Contradictions
Some people think that contradictions have a negative context. Yet, having a difference of opinion, seeing the flip side, and even going through challenges (the good and bad) are all contradictions that provide a broader understanding of something. Hopefully, these contradictions make us pause and think as the ‘same old’ or day in-day out routines, although comfortable, can become monotonous or too familiar. If we reach that stage, it can lead to our human nature reacting unfavourably such as risky or out-of-character behaviour; and suddenly, we become an example of those contradictions!
The image I’ve chosen was taken through the week (Australian winter in the beautiful Scenic Rim, recently voted in the top ten regions to visit in Lonely Planet). The left is a ‘sunny’ moon—photographed at 5 pm, as I was driving home; the right, photographed early the next morning, a ‘misty’ sun. The descriptions above can be considered contradictions or even an oxymoron, but I feel, they are most apt.
When I review the two books I wrote about my Italian parents, it strikes me how many contradictions there are … the age difference between my mum and dad was an extraordinary fourteen years, and yet, it worked for them. During WW2, my mum (pre-teens) suffered from famine and freezing temperatures and saw many of her neighbours and friends die or be killed. Yet, my father, in a POW camp in South Africa, was fed daily, and although provided gruelling tasks by the camp leaders, survived in an apparently easier environment. What contradictions!
For my father though—as revealed in his diaries—the mental anguish was extremely hard. Even my father stated that he would rather have been fighting and died honourably than the six-year incarceration, at the whims of the camp leaders. The enforced labour and isolation from everything familiar became too much for several of his compatriots who took their own lives.
Even today, contradictions are rife in every aspect of our life. Voices in our heads can make a mockery of even the happiest person. Nevertheless, for anyone who knows me well, I always choose to look at the positive instead of the negative. It is far easier to give in to doom and gloom; thankfully, it is my contradictory nature that prompts me to always look for a silver lining. It makes me feel much more hopeful and ‘lighter’ when I find it!
The excerpt I’ve chosen is from Goodbye to Italia. It’s early 1945 and my eleven-year-old mum is given a few teaspoons of Nonna’s coffee in her half cup of milk. This will be her breakfast and lunch. If they are lucky, my mum’s mum will bring home a potato or carrot, or both, for them to boil, and share between the three of them. That is, of course, if my mum can manage to find some wood to feed their wood burner stove as she scavenges around the snowy streets of Torino, Northern Italy.

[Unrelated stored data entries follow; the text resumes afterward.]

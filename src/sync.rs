//! Workspace sync - serial, or parallel followed by serial.
//!
//! Parallel transfer only moves file content. The plain sync that always
//! follows it brings the workspace have-list in line with the depot, so a
//! parallel sync is two command executions sharing one callback:
//!
//! ```text
//! sync <opts> <files> --parallel=threads=T,...   (only if requested)
//! sync <opts> <files>                            (always)
//! ```

use crate::callback::{CallbackStats, SyncTask};
use crate::depot::DepotExecutor;
use crate::error::Result;
use crate::session::Session;
use crate::workspace::ServerWorkspace;
use serde::{Deserialize, Serialize};

#[derive(Debug, Clone, Default, PartialEq, Eq, Serialize, Deserialize)]
#[serde(default)]
pub struct SyncOptions {
    /// `-f` resync files even when the have-list says they are current
    pub force_update: bool,
    /// `-n` preview only
    pub no_update: bool,
    /// `-k` update the have-list without touching files
    pub bypass_client: bool,
    /// `-p` write files without updating the have-list
    pub bypass_server: bool,
    /// `-q` suppress informational messages
    pub quiet: bool,
    /// `-s` refuse to overwrite files changed outside the depot
    pub safety_check: bool,
    /// `-m<N>`, 0 for no limit
    pub max_files: i32,
}

impl SyncOptions {
    pub fn to_args(&self) -> Vec<String> {
        let flags = [
            (self.force_update, "-f"),
            (self.no_update, "-n"),
            (self.bypass_client, "-k"),
            (self.bypass_server, "-p"),
            (self.quiet, "-q"),
            (self.safety_check, "-s"),
        ];
        let mut args: Vec<String> = flags
            .iter()
            .filter(|(on, _)| *on)
            .map(|(_, flag)| flag.to_string())
            .collect();
        if self.max_files > 0 {
            args.push(format!("-m{}", self.max_files));
        }
        args
    }
}

/// Server-side parallel transfer tuning. All zero means serial.
#[derive(Debug, Clone, Copy, Default, PartialEq, Eq, Serialize, Deserialize)]
#[serde(default)]
pub struct ParallelOptions {
    pub threads: i64,
    /// Minimum file count before going parallel
    pub min_files: i64,
    /// Minimum total size before going parallel
    pub min_size: i64,
    /// Files per batch
    pub batch: i64,
    /// Bytes per batch
    pub batch_size: i64,
}

impl ParallelOptions {
    /// Parallel transfer is requested when the fields sum above zero. Any
    /// single positive field is enough.
    pub fn is_requested(&self) -> bool {
        let sum = [
            self.threads,
            self.min_files,
            self.min_size,
            self.batch,
            self.batch_size,
        ]
        .iter()
        .fold(0i64, |acc, v| acc.saturating_add(*v));
        sum > 0
    }

    /// `--parallel=threads=T[,min=M][,minsize=S][,batch=B][,batchsize=Z]`
    pub fn to_arg(&self) -> String {
        let mut arg = format!("--parallel=threads={}", self.threads.max(0));
        let optional = [
            ("min", self.min_files),
            ("minsize", self.min_size),
            ("batch", self.batch),
            ("batchsize", self.batch_size),
        ];
        for (key, value) in optional {
            if value > 0 {
                arg.push_str(&format!(",{}={}", key, value));
            }
        }
        arg
    }

    /// Worker count handed to the executor for its own transfer workers.
    pub fn worker_hint(&self) -> u32 {
        u32::try_from(self.threads.max(0)).unwrap_or(u32::MAX)
    }
}

/// Option tokens followed by file specs.
pub fn sync_args(options: &SyncOptions, file_specs: Option<&[String]>) -> Vec<String> {
    let mut args = options.to_args();
    if let Some(specs) = file_specs {
        args.extend(specs.iter().cloned());
    }
    args
}

/// [`sync_args`] with the parallel token appended last. [`P4CliExecutor`]
/// moves it ahead of the file specs when building the command line.
///
/// [`P4CliExecutor`]: crate::depot::P4CliExecutor
pub fn parallel_sync_args(
    options: &SyncOptions,
    parallel: &ParallelOptions,
    file_specs: Option<&[String]>,
) -> Vec<String> {
    let mut args = sync_args(options, file_specs);
    args.push(parallel.to_arg());
    args
}

/// Sync `workspace` to the depot.
///
/// Per-record errors are logged through the session's sink and never abort
/// the call; only command failures are returned.
pub async fn sync<E: DepotExecutor>(
    session: &mut Session<E>,
    workspace: &ServerWorkspace,
    file_specs: Option<&[String]>,
    options: &SyncOptions,
    parallel: &ParallelOptions,
) -> Result<CallbackStats> {
    session.select_workspace(workspace);
    let mut callback = session.callback(SyncTask::default());

    if parallel.is_requested() {
        let args = parallel_sync_args(options, parallel, file_specs);
        session
            .run_streaming(
                &workspace.name,
                "sync",
                &args,
                &mut callback,
                Some(parallel.worker_hint()),
            )
            .await?;
    }

    let args = sync_args(options, file_specs);
    session
        .run_streaming(&workspace.name, "sync", &args, &mut callback, None)
        .await?;

    tracing::info!(
        "Synced {} files in workspace {}",
        callback.task().files_synced,
        workspace.name
    );
    Ok(callback.stats())
}

#[cfg(test)]
mod tests {
    use super::*;
    use proptest::prelude::*;

    #[test]
    fn test_sync_options_order() {
        let options = SyncOptions {
            force_update: true,
            no_update: true,
            bypass_client: true,
            bypass_server: true,
            quiet: true,
            safety_check: true,
            max_files: 50,
        };
        assert_eq!(
            options.to_args(),
            vec!["-f", "-n", "-k", "-p", "-q", "-s", "-m50"]
        );
        assert!(SyncOptions::default().to_args().is_empty());
    }

    #[test]
    fn test_parallel_not_requested_when_zero() {
        assert!(!ParallelOptions::default().is_requested());
    }

    #[test]
    fn test_parallel_threads_and_batch() {
        let parallel = ParallelOptions {
            threads: 4,
            batch: 10,
            ..Default::default()
        };
        assert!(parallel.is_requested());
        assert_eq!(parallel.to_arg(), "--parallel=threads=4,batch=10");
    }

    #[test]
    fn test_parallel_without_threads_uses_zero() {
        let parallel = ParallelOptions {
            min_files: 20,
            min_size: 1024,
            batch_size: 4096,
            ..Default::default()
        };
        assert_eq!(
            parallel.to_arg(),
            "--parallel=threads=0,min=20,minsize=1024,batchsize=4096"
        );
        assert_eq!(parallel.worker_hint(), 0);
    }

    #[test]
    fn test_parallel_sum_is_additive() {
        // A negative field can cancel a positive one.
        let parallel = ParallelOptions {
            threads: -2,
            batch: 2,
            ..Default::default()
        };
        assert!(!parallel.is_requested());
    }

    #[test]
    fn test_parallel_token_is_last() {
        let specs = vec!["//depot/main/...#head".to_string()];
        let parallel = ParallelOptions {
            threads: 8,
            ..Default::default()
        };
        let options = SyncOptions {
            force_update: true,
            ..Default::default()
        };
        assert_eq!(
            parallel_sync_args(&options, &parallel, Some(&specs)),
            vec!["-f", "//depot/main/...#head", "--parallel=threads=8"]
        );
    }

    proptest! {
        #[test]
        fn prop_parallel_fields_in_fixed_order(
            threads in 0i64..64,
            min in 0i64..1000,
            minsize in 0i64..1_000_000,
            batch in 0i64..100,
            batchsize in 0i64..1_000_000,
        ) {
            let parallel = ParallelOptions {
                threads,
                min_files: min,
                min_size: minsize,
                batch,
                batch_size: batchsize,
            };
            let arg = parallel.to_arg();
            let body = arg.strip_prefix("--parallel=").unwrap();
            let keys: Vec<&str> = body
                .split(',')
                .map(|kv| kv.split('=').next().unwrap())
                .collect();

            prop_assert_eq!(keys[0], "threads");
            let expected: Vec<&str> = [
                ("min", min),
                ("minsize", minsize),
                ("batch", batch),
                ("batchsize", batchsize),
            ]
            .iter()
            .filter(|(_, v)| *v > 0)
            .map(|(k, _)| *k)
            .collect();
            prop_assert_eq!(&keys[1..], expected.as_slice());
            prop_assert_eq!(
                parallel.is_requested(),
                threads + min + minsize + batch + batchsize > 0
            );
        }
    }
}
//! Streaming result callbacks.
//!
//! One callback instance per command invocation. Records are classified and
//! routed to a [`LogSink`] as they arrive; there is no buffered result list.

use crate::depot::{Record, RecordClassifier, RecordStatus};
use std::fmt;
use std::sync::Arc;

/// Receiver side of a streaming command.
pub trait StreamCallback {
    fn start_results(&mut self, _key: i32) -> bool {
        true
    }

    /// Handle one record. Returning false asks the executor to stop.
    fn handle_result(&mut self, key: i32, record: &Record) -> bool;

    fn end_results(&mut self, _key: i32) -> bool {
        true
    }
}

// =============================================================================
// Log sink
// =============================================================================

#[derive(Debug, Clone, Copy, PartialEq, Eq)]
pub enum Severity {
    Info,
    Warn,
    Error,
}

impl fmt::Display for Severity {
    fn fmt(&self, f: &mut fmt::Formatter<'_>) -> fmt::Result {
        f.write_str(match self {
            Severity::Info => "INFO",
            Severity::Warn => "WARN",
            Severity::Error => "ERROR",
        })
    }
}

/// Destination for per-record messages.
pub trait LogSink: Send + Sync {
    fn log(&self, severity: Severity, message: &str);
}

/// Default sink: forwards to `tracing`.
#[derive(Debug, Default, Clone, Copy)]
pub struct TracingSink;

impl LogSink for TracingSink {
    fn log(&self, severity: Severity, message: &str) {
        match severity {
            Severity::Info => tracing::info!("{}", message),
            Severity::Warn => tracing::warn!("{}", message),
            Severity::Error => tracing::error!("{}", message),
        }
    }
}

// =============================================================================
// Tasks
// =============================================================================

/// Per-command behavior plugged into [`ResultCallback`].
pub trait CallbackTask: Send {
    /// Used only to prefix log lines.
    fn task_name(&self) -> &str;

    /// Called once per successful file record.
    fn success(&mut self, _record: &Record) {}

    /// Substrings marking error text as expected noise.
    fn normal_messages(&self) -> &[&'static str] {
        &[]
    }
}

#[derive(Debug, Default)]
pub struct SyncTask {
    pub files_synced: u64,
}

impl CallbackTask for SyncTask {
    fn task_name(&self) -> &str {
        "sync"
    }

    fn success(&mut self, _record: &Record) {
        self.files_synced += 1;
    }

    fn normal_messages(&self) -> &[&'static str] {
        &["file(s) up-to-date"]
    }
}

#[derive(Debug, Default)]
pub struct UnshelveTask;

impl CallbackTask for UnshelveTask {
    fn task_name(&self) -> &str {
        "unshelve"
    }
}

#[derive(Debug, Default)]
pub struct ReconcileTask;

impl CallbackTask for ReconcileTask {
    fn task_name(&self) -> &str {
        "reconcile"
    }

    fn normal_messages(&self) -> &[&'static str] {
        &["no file(s) to reconcile"]
    }
}

// =============================================================================
// Result callback
// =============================================================================

/// Record counts for one command invocation.
#[derive(Debug, Clone, Copy, Default, PartialEq, Eq)]
pub struct CallbackStats {
    pub valid: u64,
    pub info: u64,
    pub errors: u64,
    /// Error records downgraded through the benign list.
    pub suppressed: u64,
    pub other: u64,
}

impl CallbackStats {
    pub fn total(&self) -> u64 {
        self.valid + self.info + self.errors + self.suppressed + self.other
    }
}

pub struct ResultCallback<T> {
    task: T,
    classifier: Arc<dyn RecordClassifier>,
    sink: Arc<dyn LogSink>,
    stats: CallbackStats,
}

impl<T: CallbackTask> ResultCallback<T> {
    pub fn new(task: T, classifier: Arc<dyn RecordClassifier>, sink: Arc<dyn LogSink>) -> Self {
        Self {
            task,
            classifier,
            sink,
            stats: CallbackStats::default(),
        }
    }

    pub fn prefix(&self) -> String {
        format!("Task {}:", self.task.task_name())
    }

    pub fn stats(&self) -> CallbackStats {
        self.stats
    }

    pub fn task(&self) -> &T {
        &self.task
    }

    pub fn into_task(self) -> T {
        self.task
    }

    fn log(&self, severity: Severity, message: &str) {
        self.sink
            .log(severity, &format!("{} {}", self.prefix(), message));
    }

    fn is_normal(&self, message: &str) -> bool {
        self.task
            .normal_messages()
            .iter()
            .any(|pattern| message.contains(pattern))
    }
}

/// `<depotFile>#<rev> - <action> as <clientFile>`
pub fn file_message(record: &Record) -> String {
    let field = |key: &str| {
        record
            .get(key)
            .map(|v| v.to_string())
            .unwrap_or_else(|| "null".to_string())
    };
    format!(
        "{}#{} - {} as {}",
        field("depotFile"),
        field("rev"),
        field("action"),
        field("clientFile")
    )
}

impl<T: CallbackTask> StreamCallback for ResultCallback<T> {
    fn handle_result(&mut self, _key: i32, record: &Record) -> bool {
        match self.classifier.classify(record) {
            RecordStatus::Valid => {
                let msg = file_message(record);
                self.task.success(record);
                self.stats.valid += 1;
                self.log(Severity::Info, &msg);
            }
            RecordStatus::Info(msg) => {
                self.stats.info += 1;
                self.log(Severity::Info, &msg);
            }
            RecordStatus::Error(msg) | RecordStatus::ClientError(msg) => {
                if self.is_normal(&msg) {
                    self.stats.suppressed += 1;
                    self.log(Severity::Info, &msg);
                } else {
                    self.stats.errors += 1;
                    self.log(Severity::Error, &msg);
                }
            }
            RecordStatus::Other => {
                self.stats.other += 1;
                self.log(Severity::Warn, &record.flatten());
            }
        }
        true
    }
}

The tanks are still stationed in Piazza Vittorio. The feast of Pasqua, Easter, has come and gone. Despite some far distant memory that Mamma and Nonna talk about of eating chocolate as an Easter tradition, we do not get any. In fact, it is a blessing if we have anything to eat at all! I’m just happy if I can get some hot milk in the morning and, if lucky, a few tablespoons of Nonna’s precious black coffee is added when we manage to find some.
Finally, as the days start to get longer, our moods start to lighten. The spring days hold warm promises of summer. Then we hear the news that in the town of Sicilia, at the bottom of the boot of Italy, American soldiers are landing daily and chasing away the Germans. Everyone is saying that the war is over. Our daily prayers become even more impassioned, as we wish with all our hearts that this is truly a sign that the end of the war is near.
‘Is it true, Mamma?’ I ask when she gets home that night. ‘They have been talking about it out in the street. Graziella said her mamma told her so. Is the war really over?’
‘It seems that is what they are saying, cara.’
‘So where are these Americani then?’ Nonna’s voice is like a dose of cold water. ‘Those German
soldiers are still strutting around out there, filled with their own self-importance! I certainly am not going to tell them the war is over.’